» What the task requires:
Below are lines of data, and only some are wanted. Please repeat exactly those from the line that has "impl Default for" through the line that has "are collected and".

» Source data:
BEGIN

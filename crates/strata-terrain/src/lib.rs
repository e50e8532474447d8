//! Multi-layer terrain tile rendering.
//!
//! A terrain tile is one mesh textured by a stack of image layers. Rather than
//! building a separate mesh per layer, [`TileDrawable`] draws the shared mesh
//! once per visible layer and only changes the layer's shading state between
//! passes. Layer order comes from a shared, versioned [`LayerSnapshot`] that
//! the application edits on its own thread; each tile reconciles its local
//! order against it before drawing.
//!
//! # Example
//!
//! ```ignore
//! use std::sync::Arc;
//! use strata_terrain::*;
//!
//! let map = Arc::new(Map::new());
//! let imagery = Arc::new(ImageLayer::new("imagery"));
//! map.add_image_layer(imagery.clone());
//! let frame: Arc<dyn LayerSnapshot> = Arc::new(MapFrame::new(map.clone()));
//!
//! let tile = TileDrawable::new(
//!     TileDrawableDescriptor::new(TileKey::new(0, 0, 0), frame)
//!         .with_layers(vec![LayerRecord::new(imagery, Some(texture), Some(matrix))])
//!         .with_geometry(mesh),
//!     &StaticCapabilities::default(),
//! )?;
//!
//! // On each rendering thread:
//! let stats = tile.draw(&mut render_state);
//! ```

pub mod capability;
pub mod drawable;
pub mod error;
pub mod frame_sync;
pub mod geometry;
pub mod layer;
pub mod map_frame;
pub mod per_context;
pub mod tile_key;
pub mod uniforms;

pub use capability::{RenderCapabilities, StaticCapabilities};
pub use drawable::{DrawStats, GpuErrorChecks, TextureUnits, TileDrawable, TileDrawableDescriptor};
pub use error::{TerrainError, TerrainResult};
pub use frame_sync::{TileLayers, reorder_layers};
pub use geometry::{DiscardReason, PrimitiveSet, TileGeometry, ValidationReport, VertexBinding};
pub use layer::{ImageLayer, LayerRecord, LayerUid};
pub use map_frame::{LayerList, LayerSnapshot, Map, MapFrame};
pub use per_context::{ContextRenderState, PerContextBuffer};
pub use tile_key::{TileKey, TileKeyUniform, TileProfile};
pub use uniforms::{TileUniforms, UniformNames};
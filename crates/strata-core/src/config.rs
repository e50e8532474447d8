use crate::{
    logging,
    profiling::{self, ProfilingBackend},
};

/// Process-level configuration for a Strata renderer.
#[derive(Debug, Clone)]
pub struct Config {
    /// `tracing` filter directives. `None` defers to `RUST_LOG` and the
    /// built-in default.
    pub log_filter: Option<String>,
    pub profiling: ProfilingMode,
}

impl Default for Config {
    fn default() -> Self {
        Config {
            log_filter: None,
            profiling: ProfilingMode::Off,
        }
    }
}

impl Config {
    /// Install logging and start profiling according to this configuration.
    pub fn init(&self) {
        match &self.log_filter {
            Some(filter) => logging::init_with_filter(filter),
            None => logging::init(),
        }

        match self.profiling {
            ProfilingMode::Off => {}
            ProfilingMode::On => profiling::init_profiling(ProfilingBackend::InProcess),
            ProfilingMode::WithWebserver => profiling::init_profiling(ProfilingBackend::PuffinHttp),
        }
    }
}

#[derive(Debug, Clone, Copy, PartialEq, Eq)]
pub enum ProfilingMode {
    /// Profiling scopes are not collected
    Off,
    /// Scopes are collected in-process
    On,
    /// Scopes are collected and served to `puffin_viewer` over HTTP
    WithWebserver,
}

END
BEGIN

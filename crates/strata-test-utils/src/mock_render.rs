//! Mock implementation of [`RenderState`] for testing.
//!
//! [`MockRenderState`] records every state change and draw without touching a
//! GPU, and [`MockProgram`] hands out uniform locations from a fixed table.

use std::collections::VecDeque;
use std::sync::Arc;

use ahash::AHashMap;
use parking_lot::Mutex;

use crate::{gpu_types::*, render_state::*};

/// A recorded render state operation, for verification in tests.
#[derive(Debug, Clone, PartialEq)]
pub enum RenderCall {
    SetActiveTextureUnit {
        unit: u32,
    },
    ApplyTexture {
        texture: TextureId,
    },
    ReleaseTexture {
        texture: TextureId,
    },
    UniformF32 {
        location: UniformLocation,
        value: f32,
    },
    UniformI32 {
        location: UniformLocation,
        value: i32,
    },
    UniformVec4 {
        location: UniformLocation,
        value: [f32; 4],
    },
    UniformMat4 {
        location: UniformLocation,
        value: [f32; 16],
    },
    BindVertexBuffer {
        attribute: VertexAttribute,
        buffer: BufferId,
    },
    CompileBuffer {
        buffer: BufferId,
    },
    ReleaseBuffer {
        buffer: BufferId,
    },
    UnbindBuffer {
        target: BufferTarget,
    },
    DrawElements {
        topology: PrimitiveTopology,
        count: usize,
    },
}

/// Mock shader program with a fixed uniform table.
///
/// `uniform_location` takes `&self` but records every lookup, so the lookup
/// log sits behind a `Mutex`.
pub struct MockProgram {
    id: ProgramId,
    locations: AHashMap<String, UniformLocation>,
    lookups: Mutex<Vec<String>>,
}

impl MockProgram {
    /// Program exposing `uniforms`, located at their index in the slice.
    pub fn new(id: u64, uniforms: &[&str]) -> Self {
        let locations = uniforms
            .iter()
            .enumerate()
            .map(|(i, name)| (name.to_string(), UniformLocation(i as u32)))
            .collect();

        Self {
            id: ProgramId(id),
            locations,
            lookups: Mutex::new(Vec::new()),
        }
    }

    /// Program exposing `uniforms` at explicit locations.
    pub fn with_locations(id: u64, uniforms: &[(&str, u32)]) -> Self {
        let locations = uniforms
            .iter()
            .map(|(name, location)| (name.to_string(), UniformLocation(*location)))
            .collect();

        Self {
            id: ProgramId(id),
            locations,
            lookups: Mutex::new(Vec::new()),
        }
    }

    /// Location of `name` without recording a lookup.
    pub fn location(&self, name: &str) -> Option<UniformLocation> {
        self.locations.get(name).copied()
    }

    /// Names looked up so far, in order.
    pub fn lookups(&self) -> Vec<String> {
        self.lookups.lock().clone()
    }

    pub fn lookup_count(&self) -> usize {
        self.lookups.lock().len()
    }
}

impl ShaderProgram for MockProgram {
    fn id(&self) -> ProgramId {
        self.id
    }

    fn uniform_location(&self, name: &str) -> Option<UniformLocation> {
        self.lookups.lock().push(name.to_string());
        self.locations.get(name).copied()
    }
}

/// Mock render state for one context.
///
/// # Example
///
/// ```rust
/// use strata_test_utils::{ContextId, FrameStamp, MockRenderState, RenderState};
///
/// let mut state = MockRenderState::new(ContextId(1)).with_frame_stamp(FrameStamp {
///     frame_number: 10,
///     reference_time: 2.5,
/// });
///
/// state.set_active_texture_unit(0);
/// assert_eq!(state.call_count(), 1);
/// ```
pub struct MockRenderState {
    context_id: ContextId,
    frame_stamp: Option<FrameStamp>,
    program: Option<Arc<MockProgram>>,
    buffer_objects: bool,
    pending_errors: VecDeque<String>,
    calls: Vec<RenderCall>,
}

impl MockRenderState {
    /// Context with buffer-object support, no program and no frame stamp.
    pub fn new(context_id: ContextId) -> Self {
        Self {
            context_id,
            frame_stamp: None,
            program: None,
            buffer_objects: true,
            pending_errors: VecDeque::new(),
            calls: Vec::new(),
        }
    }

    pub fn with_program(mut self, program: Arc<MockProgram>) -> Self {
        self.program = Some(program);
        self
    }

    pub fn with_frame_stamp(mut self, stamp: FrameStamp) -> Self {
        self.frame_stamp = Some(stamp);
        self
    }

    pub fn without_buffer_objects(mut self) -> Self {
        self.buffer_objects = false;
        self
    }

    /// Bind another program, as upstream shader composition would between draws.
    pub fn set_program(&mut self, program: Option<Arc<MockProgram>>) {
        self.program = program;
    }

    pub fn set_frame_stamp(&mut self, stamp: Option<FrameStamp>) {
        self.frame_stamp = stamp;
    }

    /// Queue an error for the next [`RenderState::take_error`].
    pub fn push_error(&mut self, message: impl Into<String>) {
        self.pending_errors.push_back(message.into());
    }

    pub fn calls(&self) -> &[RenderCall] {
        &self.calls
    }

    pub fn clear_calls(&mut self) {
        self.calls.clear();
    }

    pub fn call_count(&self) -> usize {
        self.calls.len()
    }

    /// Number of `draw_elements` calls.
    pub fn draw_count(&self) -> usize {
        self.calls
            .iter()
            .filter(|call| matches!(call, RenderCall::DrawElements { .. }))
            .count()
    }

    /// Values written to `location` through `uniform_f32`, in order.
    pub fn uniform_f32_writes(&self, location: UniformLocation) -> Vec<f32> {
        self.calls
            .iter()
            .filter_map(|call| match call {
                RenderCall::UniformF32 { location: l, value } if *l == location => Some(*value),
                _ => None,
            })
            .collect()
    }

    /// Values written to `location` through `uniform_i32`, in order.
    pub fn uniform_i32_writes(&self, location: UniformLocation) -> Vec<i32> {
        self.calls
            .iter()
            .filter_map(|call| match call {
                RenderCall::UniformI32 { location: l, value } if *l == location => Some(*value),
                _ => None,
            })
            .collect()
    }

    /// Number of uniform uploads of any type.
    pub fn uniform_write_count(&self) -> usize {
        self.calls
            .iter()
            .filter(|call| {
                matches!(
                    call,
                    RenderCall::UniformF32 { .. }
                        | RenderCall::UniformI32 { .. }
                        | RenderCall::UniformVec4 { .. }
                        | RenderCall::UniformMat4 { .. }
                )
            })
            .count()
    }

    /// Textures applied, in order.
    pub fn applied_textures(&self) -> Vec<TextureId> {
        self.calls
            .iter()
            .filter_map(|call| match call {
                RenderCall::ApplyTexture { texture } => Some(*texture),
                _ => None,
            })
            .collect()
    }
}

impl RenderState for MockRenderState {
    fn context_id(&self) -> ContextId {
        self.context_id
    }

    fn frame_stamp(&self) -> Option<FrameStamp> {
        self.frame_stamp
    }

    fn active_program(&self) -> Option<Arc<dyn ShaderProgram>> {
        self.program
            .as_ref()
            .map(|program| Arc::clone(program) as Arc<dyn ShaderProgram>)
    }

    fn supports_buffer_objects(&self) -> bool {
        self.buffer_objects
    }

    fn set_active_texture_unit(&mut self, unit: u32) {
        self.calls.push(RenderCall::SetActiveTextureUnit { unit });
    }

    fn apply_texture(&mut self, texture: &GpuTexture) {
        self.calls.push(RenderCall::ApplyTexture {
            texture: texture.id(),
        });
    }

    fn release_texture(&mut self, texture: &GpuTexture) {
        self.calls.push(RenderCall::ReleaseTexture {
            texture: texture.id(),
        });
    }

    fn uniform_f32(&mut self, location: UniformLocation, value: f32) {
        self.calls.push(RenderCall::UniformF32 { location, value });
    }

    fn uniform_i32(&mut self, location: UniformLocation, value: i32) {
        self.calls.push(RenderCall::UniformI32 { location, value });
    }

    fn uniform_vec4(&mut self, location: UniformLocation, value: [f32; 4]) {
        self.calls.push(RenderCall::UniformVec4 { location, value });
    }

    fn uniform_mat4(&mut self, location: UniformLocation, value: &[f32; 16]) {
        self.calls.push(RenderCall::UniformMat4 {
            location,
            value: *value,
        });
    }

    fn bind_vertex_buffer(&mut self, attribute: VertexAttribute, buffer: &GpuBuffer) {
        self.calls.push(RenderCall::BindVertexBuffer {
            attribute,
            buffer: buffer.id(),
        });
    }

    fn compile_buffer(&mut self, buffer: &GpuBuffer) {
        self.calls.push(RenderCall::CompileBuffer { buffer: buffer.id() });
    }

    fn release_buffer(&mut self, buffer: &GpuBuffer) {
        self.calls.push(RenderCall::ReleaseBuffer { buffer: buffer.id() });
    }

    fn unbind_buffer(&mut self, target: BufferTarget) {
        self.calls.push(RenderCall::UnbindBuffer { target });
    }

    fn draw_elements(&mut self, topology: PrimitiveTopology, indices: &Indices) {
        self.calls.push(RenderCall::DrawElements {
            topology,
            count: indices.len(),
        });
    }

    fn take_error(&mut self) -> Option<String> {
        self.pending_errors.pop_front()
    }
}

END

» Response area:
impl Default for Config {
    fn default() -> Self {
        Config {
            log_filter: None,
            profiling: ProfilingMode::Off,
        }
    }
}

impl Config {
    /// Install logging and start profiling according to this configuration.
    pub fn init(&self) {
        match &self.log_filter {
            Some(filter) => logging::init_with_filter(filter),
            None => logging::init(),
        }

        match self.profiling {
            ProfilingMode::Off => {}
            ProfilingMode::On => profiling::init_profiling(ProfilingBackend::InProcess),
            ProfilingMode::WithWebserver => profiling::init_profiling(ProfilingBackend::PuffinHttp),
        }
    }
}

#[derive(Debug, Clone, Copy, PartialEq, Eq)]
pub enum ProfilingMode {
    /// Profiling scopes are not collected
    Off,
    /// Scopes are collected in-process
    On,
    /// Scopes are collected and served to `puffin_viewer` over HTTP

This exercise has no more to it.